彼女(彼氏)いないの?
「今彼女いないんだよね」
という男性に
「彼氏もいないの?」
と何度か聞いたことがある。大抵の人が
「いやいやいないから!笑」
と言い、私のことを変わってるねと笑った。
高校生1年生の4月。
入学早々、ホームルームで各委員を決めた。
学級委員、体育委員、美化委員…そういった学校を運営する委員会のメンバーを各クラスから数名出す。
紆余曲折を経て、私は体育委員と図書委員の2択を迫られた結果、図書委員を選んだ。
体育委員は準備運動をみんなの前でやらされたり、体育教師とのやりとりが発生すると予想されたからだ。
体育祭でも何かと仕事に駆り出されるに決まってる。絶対にごめんだ。
図書委員の仕事が何なのかは知らないけど体育委員よりは日陰な仕事で済むだろう。
案の定、図書委員の仕事は楽なもんだった。昼休みの貸し出し業務は当番で時々回ってくるけど、主な仕事はその程度だった。
さらに、
「図書委員は掃除の時間は図書室を掃除する」
と決められていたので、教室や廊下やトイレなどの掃除ルーティーンから外れて毎日掃除時間は図書室に行った。
その図書室の掃除も楽なもんで、掃き掃除をするか返却された図書を棚に戻す作業が主だった。
他のクラスや学年の図書委員は「本好き」ばかりだった。
私のような仕方なくなった人間は意外にも少なくて、本が好きで委員になったという人が多かった。
当番とは関係なく図書室に入り浸って本好き同士で貸し借りしたり、マニアックな話に花を咲かせていた。
オタクのど真ん中の人種が寄せ集められたような集団だったけれど、「好きなものがハッキリしている人間」というのはとても付き合いやすい。
ウェーイ系が苦手な私はオタクが嬉々として語る話を聞く方がよっぽど楽しかった。
面白い本も漫画もたくさん教えてもらった。
委員は学年が上がってもそのまま継続する人が多く、むしろ図書部といった空気で居心地がよかった。

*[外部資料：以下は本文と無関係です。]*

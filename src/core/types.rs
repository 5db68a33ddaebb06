use serde::{Deserialize, Serialize};

use crate::core::math::round_to;

/// Pixel coordinate in a cursor's local frame.
#[derive(Debug, Clone, Copy, PartialEq, Default, Serialize, Deserialize)]
pub struct Point {
    pub x: f64,
    pub y: f64,
}

impl Point {
    pub const ORIGIN: Point = Point { x: 0.0, y: 0.0 };

    #[must_use]
    pub const fn new(x: f64, y: f64) -> Self {
        Self { x, y }
    }

    /// Point on a circle (or ellipse when `radius_y` differs) around the origin.
    #[must_use]
    pub fn polar(angle_deg: f64, radius: f64, radius_y: f64) -> Self {
        Self {
            x: crate::core::math::cos_deg(angle_deg) * radius,
            y: crate::core::math::sin_deg(angle_deg) * radius_y,
        }
    }

    #[must_use]
    pub fn rounded(self, precision: u32) -> Self {
        Self {
            x: round_to(self.x, precision),
            y: round_to(self.y, precision),
        }
    }

    #[must_use]
    pub fn offset(self, dx: f64, dy: f64) -> Self {
        Self {
            x: self.x + dx,
            y: self.y + dy,
        }
    }

    #[must_use]
    pub fn is_finite(self) -> bool {
        self.x.is_finite() && self.y.is_finite()
    }
}

impl From<(f64, f64)> for Point {
    fn from((x, y): (f64, f64)) -> Self {
        Self { x, y }
    }
}

#[derive(Debug, Clone, Copy, PartialEq, Default, Serialize, Deserialize)]
pub struct Size {
    pub width: f64,
    pub height: f64,
}

impl Size {
    #[must_use]
    pub const fn new(width: f64, height: f64) -> Self {
        Self { width, height }
    }

    #[must_use]
    pub fn is_valid(self) -> bool {
        self.width.is_finite() && self.height.is_finite() && self.width > 0.0 && self.height > 0.0
    }
}

/// Normalized `0..1` interval along one axis dimension.
///
/// Panning ranges may leave `0..1` because they carry a signed shift.
#[derive(Debug, Clone, Copy, PartialEq, Serialize, Deserialize)]
pub struct Range {
    pub start: f64,
    pub end: f64,
}

impl Range {
    pub const FULL: Range = Range {
        start: 0.0,
        end: 1.0,
    };

    #[must_use]
    pub const fn new(start: f64, end: f64) -> Self {
        Self { start, end }
    }

    /// Builds a range with `start <= end` regardless of argument order.
    #[must_use]
    pub fn ordered(a: f64, b: f64) -> Self {
        Self {
            start: a.min(b),
            end: a.max(b),
        }
    }

    #[must_use]
    pub fn span(self) -> f64 {
        self.end - self.start
    }
}

impl Default for Range {
    fn default() -> Self {
        Self::FULL
    }
}

/// Length expressed either in absolute pixels or as a percentage of a
/// reference length.
#[derive(Debug, Clone, Copy, PartialEq, Serialize, Deserialize)]
#[serde(rename_all = "snake_case")]
pub enum RelativeValue {
    Pixels(f64),
    /// Percentage in `0..=100` of the reference length.
    Percent(f64),
}

impl RelativeValue {
    /// Resolves the value against `full`.
    ///
    /// Negative pixel values count back from `full`.
    #[must_use]
    pub fn resolve(self, full: f64) -> f64 {
        match self {
            Self::Percent(percent) => full * percent / 100.0,
            Self::Pixels(px) if px < 0.0 => full + px,
            Self::Pixels(px) => px,
        }
    }

    #[must_use]
    pub fn is_finite(self) -> bool {
        match self {
            Self::Percent(value) | Self::Pixels(value) => value.is_finite(),
        }
    }
}

/// Placement of a cursor's local frame inside document space.
///
/// XY cursors put `origin` at the plot area's top-left corner; radar cursors
/// put it at the polar center.
#[derive(Debug, Clone, Copy, PartialEq, Serialize, Deserialize)]
pub struct PlotFrame {
    pub origin: Point,
    pub size: Size,
}

impl PlotFrame {
    #[must_use]
    pub const fn new(origin: Point, size: Size) -> Self {
        Self { origin, size }
    }

    /// Translates a document-space point into this frame.
    #[must_use]
    pub fn document_to_local(self, point: Point) -> Point {
        Point::new(point.x - self.origin.x, point.y - self.origin.y)
    }

    #[must_use]
    pub fn local_to_document(self, point: Point) -> Point {
        Point::new(point.x + self.origin.x, point.y + self.origin.y)
    }
}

受付の奥には図書委員用の小さな会議室があり、図書委員だけが出入りを許されていたがもはや部室同然だった。
いつ行っても誰かがいて、誰かが持ってきた本や漫画が積んである。
部活に入ってる人も部活に行く前にちょっと寄って顔を出す。
え、これただの委員会ですよね???
結局、その居心地の良さから私は3年間図書委員をした。
図書委員の1人に大塚くん(仮名)という男の子がいた。
彼はバレー部で、なかなかのイケメンだった。
他の人のように図書室に入り浸ってはいなかったけれど、時々フラッと部室(?)に来て休憩していた。

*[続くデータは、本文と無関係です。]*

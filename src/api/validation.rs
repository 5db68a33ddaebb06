use crate::core::RelativeValue;
use crate::error::{ChartError, ChartResult};
use crate::render::is_valid_dasharray;

use super::{CursorConfig, RadarCursorConfig};

const MAX_POSITION_PRECISION: u32 = 10;

pub(super) fn validate_cursor_config(config: &CursorConfig) -> ChartResult<()> {
    for (name, value) in [
        ("hit_tolerance_px", config.hit_tolerance_px),
        ("hide_duration_ms", config.hide_duration_ms),
        ("pan_threshold_px", config.pan_threshold_px),
    ] {
        if !value.is_finite() || value < 0.0 {
            return Err(ChartError::InvalidConfig(format!(
                "`{name}` must be finite and >= 0"
            )));
        }
    }
    if config.position_precision > MAX_POSITION_PRECISION {
        return Err(ChartError::InvalidConfig(format!(
            "`position_precision` must be <= {MAX_POSITION_PRECISION}"
        )));
    }
    for (name, value) in [
        ("line_stroke_opacity", config.line_stroke_opacity),
        ("selection_fill_opacity", config.selection_fill_opacity),
    ] {
        if !value.is_finite() || !(0.0..=1.0).contains(&value) {
            return Err(ChartError::InvalidConfig(format!(
                "`{name}` must be finite and in [0, 1]"
            )));
        }
    }
    if let Some(dasharray) = &config.line_dasharray {
        if !is_valid_dasharray(dasharray) {
            return Err(ChartError::InvalidConfig(format!(
                "`line_dasharray` must be a list of non-negative numbers, got `{dasharray}`"
            )));
        }
    }
    config
        .line_stroke
        .validate()
        .and_then(|()| config.selection_fill.validate())
        .map_err(|err| ChartError::InvalidConfig(err.to_string()))?;
    validate_radar_cursor_config(&config.radar)
}

pub(super) fn validate_radar_cursor_config(config: &RadarCursorConfig) -> ChartResult<()> {
    if !config.start_angle.is_finite() || !config.end_angle.is_finite() {
        return Err(ChartError::InvalidConfig(
            "radar angles must be finite".to_owned(),
        ));
    }
    if config.start_angle == config.end_angle {
        return Err(ChartError::InvalidConfig(
            "radar start_angle and end_angle must differ".to_owned(),
        ));
    }
    for (name, value) in [("radius", config.radius), ("inner_radius", config.inner_radius)] {
        if !value.is_finite() {
            return Err(ChartError::InvalidConfig(format!(
                "radar `{name}` must be finite"
            )));
        }
        if let RelativeValue::Percent(percent) = value {
            if percent < 0.0 {
                return Err(ChartError::InvalidConfig(format!(
                    "radar `{name}` percent must be >= 0"
                )));
            }
        }
    }
    if !config.inner_radius_modifier.is_finite() || config.inner_radius_modifier < 0.0 {
        return Err(ChartError::InvalidConfig(
            "radar `inner_radius_modifier` must be finite and >= 0".to_owned(),
        ));
    }
    Ok(())
}

#[cfg(test)]
mod tests {
    use super::*;
    use crate::render::Color;

    #[test]
    fn defaults_are_valid() {
        assert!(validate_cursor_config(&CursorConfig::default()).is_ok());
    }

    #[test]
    fn rejects_negative_tolerance_and_large_precision() {
        let config = CursorConfig::default().with_hit_tolerance_px(-1.0);
        assert!(matches!(
            validate_cursor_config(&config),
            Err(ChartError::InvalidConfig(_))
        ));
        let config = CursorConfig::default().with_position_precision(11);
        assert!(validate_cursor_config(&config).is_err());
    }

    #[test]
    fn rejects_out_of_range_colors_and_equal_angles() {
        let config = CursorConfig::default().with_line_stroke(Color::rgb(2.0, 0.0, 0.0), 0.5);
        assert!(validate_cursor_config(&config).is_err());
        let radar = RadarCursorConfig::default().with_angles(0.0, 0.0);
        assert!(validate_radar_cursor_config(&radar).is_err());
    }

    #[test]
    fn rejects_dasharray_with_markup() {
        let config =
            CursorConfig::default().with_line_dasharray(Some("3\" onload=\"x".to_owned()));
        assert!(matches!(
            validate_cursor_config(&config),
            Err(ChartError::InvalidConfig(_))
        ));
        let config = CursorConfig::default().with_line_dasharray(Some("4 2, 1.5".to_owned()));
        assert!(validate_cursor_config(&config).is_ok());
    }
}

ある日の放課後、部室でダラダラと漫画を読んでいたとき、彼も時間を潰しにやってきた。
どういう会話の流れだったかは忘れたけれど、彼は今付き合ってる人はいないという話になった。
私「彼女おらんの?モテそうなのに意外。
どういう子がタイプなの?」
彼「タイプとかよく分かんないんだよねー。」
私「ふーん。
かっこいいからすぐ彼女できそう。」
彼「そうかな?そうでもないよ。」
なんとなく「忘れられない子がいる」か「実は片想いしている相手がいる」んだろうなぁと思わせる話し方だった。
彼とは何度か話したことがあったけれど、この時の会話はなぜか印象に残っていた。
その後高校を卒業して数年経った頃。
ネットはmixi全盛期だった。
mixi上で彼を見つけたときは「お、懐かしいな。元気かな。」と思った。
でもプロフィールを見てびっくりした。
「ハワイ在住のオープンゲイです☆」
ハワイいるの!?住んでるの!?
ゲイだったの!?
しかも本名だからマジでオープンだね!?
mixiには現地のバーで働く気になる男性にどう声をかけようかと悩む日記を綴っていた。
そうか、ゲイだったのか。
だから彼女はいないし好きなタイプもわからないと言っていたのね。
大塚くん、ごめんね。
知らなかったとはいえ、あなたには失礼な質問をしてしまった。
本名でカミングアウトして恋の悩みを綴ってるあなたを想像したら、「ええけん、まず飲み誘いなっせ」って背中を叩いてあげたくなったよ。
今どこにいるのかな。
日本に帰ってきてるのかな。
あなたが幸せだといいな。と願うくらいには私はあなたのことを覚えてるよ。
私は人生で同性愛者に会ったことがない。
と思っているけれど、実際はカミングアウトされていないだけだと思う。
もしかしてこの人そうなのかな、と思ったこともないけれど割合で考えればいない訳がない。
知ってる人のカミングアウトは後にも先にも彼だけ。
彼女(彼氏)いないの?彼氏(彼女)も?
という質問が普通になったらいいのになぁ。